**Problem to work on**
Your output must consist solely of the lines from the one containing "pub struct NewQuestion" through the end of the records, reproduced exactly.

++++++++++

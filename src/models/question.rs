// src/models/question.rs

use serde::{Deserialize, Serialize};
use validator::Validate;

/// A question owned by exactly one quiz.
#[derive(Debug, Clone, Serialize, Deserialize)]
pub struct Question {
    pub id: i64,
    pub quiz_id: i64,

    /// The text content of the question.
    pub content: String,

    /// Options in display order (e.g., ["A", "B", "C", "D"]).
    pub options: Vec<String>,

    /// Compared verbatim against submitted answers.
    pub correct_answer: String,

    pub order_index: i32,
}

impl Question {
    pub fn into_view(self, reveal_answer: bool) -> QuestionView {
        QuestionView {
            id: self.id,
            content: self.content,
            options: self.options,
            order_index: self.order_index,
            correct_answer: reveal_answer.then_some(self.correct_answer),
        }
    }
}

/// DTO for sending a question to a client. `correct_answer` is omitted for students.
#[derive(Debug, Serialize)]
pub struct QuestionView {
    pub id: i64,
    pub content: String,
    pub options: Vec<String>,
    pub order_index: i32,
    #[serde(skip_serializing_if = "Option::is_none")]
    pub correct_answer: Option<String>,
}

/// DTO for adding a question to a quiz.
#[derive(Debug, Deserialize, Validate)]
pub struct CreateQuestionRequest {
    #[validate(length(min = 1, max = 1000))]
    pub content: String,
    #[validate(custom(function = validate_options))]
    pub options: Vec<String>,
    #[validate(length(min = 1, max = 500))]
    pub correct_answer: String,
    /// Appended after the last question when omitted.
    #[validate(range(min = 0))]
    pub order_index: Option<i32>,
}

fn validate_options(options: &[String]) -> Result<(), validator::ValidationError> {
    if options.is_empty() {
        return Err(validator::ValidationError::new("options_cannot_be_empty"));
    }
    for opt in options {
        if opt.is_empty() || opt.len() > 500 {
            return Err(validator::ValidationError::new("option_length_invalid"));
        }
    }
    Ok(())
}

/// Validated input handed to the store.
#[derive(Debug, Clone)]
pub struct NewQuestion {
    pub content: String,
    pub options: Vec<String>,
    pub correct_answer: String,
    pub order_index: Option<i32>,
}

++++++++++

**Expected answer**
pub struct NewQuestion {
    pub content: String,
    pub options: Vec<String>,
    pub correct_answer: String,
    pub order_index: Option<i32>,
}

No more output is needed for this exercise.